--- Exercise aim ---
Go to the line holding "const MAX_POLL_ATTEMPTS: u32 = 5;" in the entries below and write out exactly every line down to and including the line holding "pub enum ResetPasswordSubmitCodeResult".

--- Task material ---
----

//! Reset-Password Controller

use std::sync::Arc;
use std::time::Duration;

use secrecy::{ExposeSecret, SecretString};
use uuid::Uuid;

use crate::controllers::sign_in::SignInController;
use crate::controllers::{execute_endpoint, unexpected_message};
use crate::error::public::messages;
use crate::error::{
    PasswordRequiredError, PasswordRequiredErrorKind, ResendCodeError, ResetPasswordStartError,
    VerifyCodeError, VerifyCodeErrorKind,
};
use crate::network::providers::ResetPasswordRequestProvider;
use crate::network::ApiClient;
use crate::states::{
    ResetPasswordCodeRequiredState, ResetPasswordRequiredState, SignInAfterResetPasswordState,
};
use crate::telemetry::{ApiId, EventHandle, FlowTelemetry};
use crate::types::responses::{ChannelType, PollStatus};
use crate::types::{RequestContext, ResetPasswordParameters};
use crate::validators::reset_password::{
    validate_continue, validate_poll, validate_start, validate_submit,
    ResetPasswordContinueValidatedResponse, ResetPasswordPollValidatedResponse,
    ResetPasswordStartValidatedResponse, ResetPasswordSubmitValidatedResponse,
};
use crate::validators::{validate_challenge, ChallengeValidatedResponse};

/// Maximum poll_completion attempts after the new password is submitted.
const MAX_POLL_ATTEMPTS: u32 = 5;

/// Outcome of starting a password-reset flow.
pub enum ResetPasswordStartResult {
    CodeRequired {
        state: ResetPasswordCodeRequiredState,
        sent_to: String,
        channel: ChannelType,
        code_length: usize,
    },
    Error { error: ResetPasswordStartError },
}

/// Outcome of resending the reset code.
pub enum ResetPasswordResendCodeResult {
    CodeRequired {
        state: ResetPasswordCodeRequiredState,
        sent_to: String,
        channel: ChannelType,
        code_length: usize,
    },
    Error { error: ResendCodeError },
}

/// Outcome of submitting the reset code.
pub enum ResetPasswordSubmitCodeResult {
    /// The code was accepted; set the new password on the state.
    PasswordRequired { state: ResetPasswordRequiredState },
    /// The code was rejected; retry on the state.
    InvalidCode {
        error: VerifyCodeError,
        state: ResetPasswordCodeRequiredState,
    },
    Error { error: VerifyCodeError },
}

/// Outcome of submitting the new password.
pub enum ResetPasswordSubmitPasswordResult {
    /// The reset completed; sign in without re-authenticating via the state.
    Completed { state: SignInAfterResetPasswordState },
    /// The new password failed policy validation; retry on the state.
    InvalidPassword {
        error: PasswordRequiredError,
        state: ResetPasswordRequiredState,
    },
    Error { error: PasswordRequiredError },
}

/// Orchestrates `/resetpassword/v1.0/*` including the bounded completion
/// poll, and hands completed flows to the sign-in controller.
pub struct ResetPasswordController {
    api_client: ApiClient,
    provider: ResetPasswordRequestProvider,
    telemetry: Arc<dyn FlowTelemetry>,
    sign_in: Arc<SignInController>,
}
//! Retry and device-auth behavior exercised over a real HTTP stack.

use std::sync::Arc;
use std::time::Duration;

use serde_json::json;
use wiremock::matchers::{header, header_exists, headers, method, path};
use wiremock::{Mock, MockServer, ResponseTemplate};

use native_auth_integration::types::responses::SignUpStartResponse;
use native_auth_integration::{
    ApiClient, ApiFailure, ApiRequest, DefaultDeviceAuthHandler, MockDeviceAuthHandler,
    NativeAuthError, Oauth2ErrorCode, ReqwestHttpTransport,
};

fn api_request(server: &MockServer) -> ApiRequest {
    ApiRequest {
        url: format!("{}/signup/v1.0/start", server.uri()),
        content_type: "application/json",
        body: json!({"client_id": "client-1"}).to_string(),
        correlation_id: "corr-1".to_string(),
    }
}

fn api_client(device_auth: Arc<dyn native_auth_integration::DeviceAuthHandler>) -> ApiClient {
    let transport = Arc::new(
        ReqwestHttpTransport::with_timeout(Duration::from_secs(5)).expect("transport builds"),
    );
    ApiClient::new(transport, device_auth, 1, Duration::from_millis(1))
}

#[tokio::test]
async fn test_retries_server_error_then_succeeds() {
    let server = MockServer::start().await;
    Mock::given(method("POST"))
        .and(path("/signup/v1.0/start"))
        .respond_with(ResponseTemplate::new(503))
        .up_to_n_times(1)
        .expect(1)
        .mount(&server)
        .await;
    Mock::given(method("POST"))
        .and(path("/signup/v1.0/start"))
        .and(header("client-request-id", "corr-1"))
        .respond_with(ResponseTemplate::new(200).set_body_json(json!({
            "continuation_token": "ct-1"
        })))
        .expect(1)
        .mount(&server)
        .await;

    let client = api_client(Arc::new(MockDeviceAuthHandler::new()));
    let response: SignUpStartResponse = client
        .execute(&api_request(&server))
        .await
        .expect("retried request succeeds");
    assert_eq!(response.continuation_token.as_deref(), Some("ct-1"));
}

#[tokio::test]
async fn test_retry_budget_exhausted_surfaces_http_error() {
    let server = MockServer::start().await;
    Mock::given(method("POST"))
        .and(path("/signup/v1.0/start"))
        .respond_with(ResponseTemplate::new(503))
        .expect(2)
        .mount(&server)
        .await;

    let client = api_client(Arc::new(MockDeviceAuthHandler::new()));
    let result: Result<SignUpStartResponse, _> = client.execute(&api_request(&server)).await;
    match result {
        Err(ApiFailure::Transport(NativeAuthError::Http(e))) => {
            assert_eq!(e.status, 503);
            assert!(e.server_unavailable);
        }
        other => panic!("expected http error, got {other:?}"),
    }
}

#[tokio::test]
async fn test_device_auth_handshake_resends_with_authorization() {
    let server = MockServer::start().await;
    Mock::given(method("POST"))
        .and(path("/signup/v1.0/start"))
        .respond_with(
            ResponseTemplate::new(401)
                .insert_header("WWW-Authenticate", "PKeyAuth Context=\"ctx-9\", Version=\"1.0\""),
        )
        .up_to_n_times(1)
        .expect(1)
        .mount(&server)
        .await;
    Mock::given(method("POST"))
        .and(path("/signup/v1.0/start"))
        // wiremock's `header` matcher splits incoming values on commas, so the
        // comma-containing expected value must be given as its split parts.
        .and(headers(
            "authorization",
            vec!["PKeyAuth Context=\"ctx-9\"", "Version=\"1.0\""],
        ))
        .respond_with(ResponseTemplate::new(200).set_body_json(json!({
            "continuation_token": "ct-1"
        })))
        .expect(1)
        .mount(&server)
        .await;

    // The default handler echoes the challenge context and version.
    let client = api_client(Arc::new(DefaultDeviceAuthHandler::new()));
    let response: SignUpStartResponse = client
        .execute(&api_request(&server))
        .await
        .expect("handshake resend succeeds");
    assert_eq!(response.continuation_token.as_deref(), Some("ct-1"));
}

#[tokio::test]
async fn test_custom_device_auth_response_is_attached() {
    let server = MockServer::start().await;
    Mock::given(method("POST"))
        .and(path("/signup/v1.0/start"))
        .respond_with(
            ResponseTemplate::new(401)
                .insert_header("WWW-Authenticate", "PKeyAuth Context=\"ctx-9\", Version=\"1.0\""),
        )
        .up_to_n_times(1)
        .mount(&server)
        .await;
    Mock::given(method("POST"))
        .and(path("/signup/v1.0/start"))
        .and(header_exists("authorization"))
        .and(header("authorization", "PKeyAuth AuthToken=\"signed\""))
        .respond_with(ResponseTemplate::new(200).set_body_json(json!({
            "continuation_token": "ct-1"
        })))
        .mount(&server)
        .await;

    let device_auth = Arc::new(MockDeviceAuthHandler::new());
    device_auth.set_response("PKeyAuth AuthToken=\"signed\"");

    let client = api_client(device_auth.clone());
    let _: SignUpStartResponse = client
        .execute(&api_request(&server))
        .await
        .expect("handshake resend succeeds");
    assert_eq!(device_auth.challenges().len(), 1);
}

#[tokio::test]
async fn test_api_error_body_is_decoded() {
    let server = MockServer::start().await;
    Mock::given(method("POST"))
        .and(path("/signup/v1.0/start"))
        .respond_with(ResponseTemplate::new(400).set_body_json(json!({
            "error": "user_already_exists",
            "error_description": "The user already exists."
        })))
        .expect(1)
        .mount(&server)
        .await;

    let client = api_client(Arc::new(MockDeviceAuthHandler::new()));
    let result: Result<SignUpStartResponse, _> = client.execute(&api_request(&server)).await;
    match result {
        Err(ApiFailure::Api(body)) => {
            assert_eq!(body.error, Oauth2ErrorCode::UserAlreadyExists);
            assert_eq!(
                body.error_description.as_deref(),
                Some("The user already exists.")
            );
        }
        other => panic!("expected api error, got {other:?}"),
    }
}
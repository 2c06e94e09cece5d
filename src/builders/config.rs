//! Configuration Builder
//!
//! Fluent builder for native auth configuration.

use std::time::Duration;

use url::Url;

use crate::error::{ConfigurationError, NativeAuthError};
use crate::types::config::{
    ChallengeType, NativeAuthConfig, DEFAULT_RETRY_COUNT, DEFAULT_RETRY_INTERVAL,
};

/// Native auth configuration builder.
#[derive(Default)]
pub struct NativeAuthConfigBuilder {
    client_id: Option<String>,
    authority: Option<String>,
    challenge_types: Vec<ChallengeType>,
    timeout: Option<Duration>,
    retry_count: Option<u32>,
    retry_interval: Option<Duration>,
}

impl NativeAuthConfigBuilder {
    /// Create new configuration builder.
    pub fn new() -> Self {
        Self::default()
    }

    /// Set client ID.
    pub fn client_id(mut self, client_id: impl Into<String>) -> Self {
        self.client_id = Some(client_id.into());
        self
    }

    /// Set the authority base URL.
    pub fn authority(mut self, authority: impl Into<String>) -> Self {
        self.authority = Some(authority.into());
        self
    }

    /// Set challenge types the client can satisfy natively.
    pub fn challenge_types(mut self, challenge_types: Vec<ChallengeType>) -> Self {
        self.challenge_types = challenge_types;
        self
    }

    /// Add a challenge type.
    pub fn add_challenge_type(mut self, challenge_type: ChallengeType) -> Self {
        self.challenge_types.push(challenge_type);
        self
    }

    /// Set request timeout.
    pub fn timeout(mut self, timeout: Duration) -> Self {
        self.timeout = Some(timeout);
        self
    }

    /// Set the 5xx retry budget per request.
    pub fn retry_count(mut self, retry_count: u32) -> Self {
        self.retry_count = Some(retry_count);
        self
    }

    /// Set the wait between retried requests.
    pub fn retry_interval(mut self, retry_interval: Duration) -> Self {
        self.retry_interval = Some(retry_interval);
        self
    }

    /// Build the native auth configuration.
    pub fn build(self) -> Result<NativeAuthConfig, NativeAuthError> {
        let client_id = self.client_id.filter(|id| !id.is_empty()).ok_or_else(|| {
            NativeAuthError::Configuration(ConfigurationError::MissingField {
                field: "client_id".to_string(),
            })
        })?;

        let authority = self.authority.ok_or_else(|| {
            NativeAuthError::Configuration(ConfigurationError::MissingField {
                field: "authority".to_string(),
            })
        })?;
        let authority = Url::parse(&authority).map_err(|_| {
            NativeAuthError::Configuration(ConfigurationError::InvalidAuthority { url: authority })
        })?;

        let challenge_types = if self.challenge_types.is_empty() {
            vec![ChallengeType::Oob, ChallengeType::Password]
        } else {
            let mut challenge_types = self.challenge_types;
            challenge_types.dedup();
            challenge_types
        };

        Ok(NativeAuthConfig {
            client_id,
            authority,
            challenge_types,
            timeout: self.timeout.unwrap_or(Duration::from_secs(30)),
            retry_count: self.retry_count.unwrap_or(DEFAULT_RETRY_COUNT),
            retry_interval: self.retry_interval.unwrap_or(DEFAULT_RETRY_INTERVAL),
        })
    }
}

/// Create a new native auth configuration builder.
pub fn native_auth_config() -> NativeAuthConfigBuilder {
    NativeAuthConfigBuilder::new()
}

#[cfg(test)]
mod tests {
    use super::*;

    #[test]
    fn test_builder_success() {
        let config = NativeAuthConfigBuilder::new()
            .client_id("test-client")
            .authority("https://contoso.ciamlogin.com/contoso.onmicrosoft.com")
            .add_challenge_type(ChallengeType::Oob)
            .retry_count(2)
            .build()
            .unwrap();

        assert_eq!(config.client_id, "test-client");
        assert_eq!(config.challenge_types, vec![ChallengeType::Oob]);
        assert_eq!(config.retry_count, 2);
    }

    #[test]
    fn test_builder_defaults() {
        let config = native_auth_config()
            .client_id("test-client")
            .authority("https://contoso.ciamlogin.com/contoso.onmicrosoft.com")
            .build()
            .unwrap();

        assert_eq!(
            config.challenge_types,
            vec![ChallengeType::Oob, ChallengeType::Password]
        );
        assert_eq!(config.timeout, Duration::from_secs(30));
        assert_eq!(config.retry_interval, DEFAULT_RETRY_INTERVAL);
    }

    #[test]
    fn test_builder_missing_client_id() {
        let result = NativeAuthConfigBuilder::new()
            .authority("https://contoso.ciamlogin.com/contoso.onmicrosoft.com")
            .build();
        assert!(matches!(
            result,
            Err(NativeAuthError::Configuration(ConfigurationError::MissingField { .. }))
        ));
    }

    #[test]
    fn test_builder_invalid_authority() {
        let result = NativeAuthConfigBuilder::new()
            .client_id("test-client")
            .authority("not a url")
            .build();
        assert!(matches!(
            result,
            Err(NativeAuthError::Configuration(ConfigurationError::InvalidAuthority { .. }))
        ));
    }
}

----

--- Written answer ---
const MAX_POLL_ATTEMPTS: u32 = 5;

/// Outcome of starting a password-reset flow.
pub enum ResetPasswordStartResult {
    CodeRequired {
        state: ResetPasswordCodeRequiredState,
        sent_to: String,
        channel: ChannelType,
        code_length: usize,
    },
    Error { error: ResetPasswordStartError },
}

/// Outcome of resending the reset code.
pub enum ResetPasswordResendCodeResult {
    CodeRequired {
        state: ResetPasswordCodeRequiredState,
        sent_to: String,
        channel: ChannelType,
        code_length: usize,
    },
    Error { error: ResendCodeError },
}

/// Outcome of submitting the reset code.
pub enum ResetPasswordSubmitCodeResult {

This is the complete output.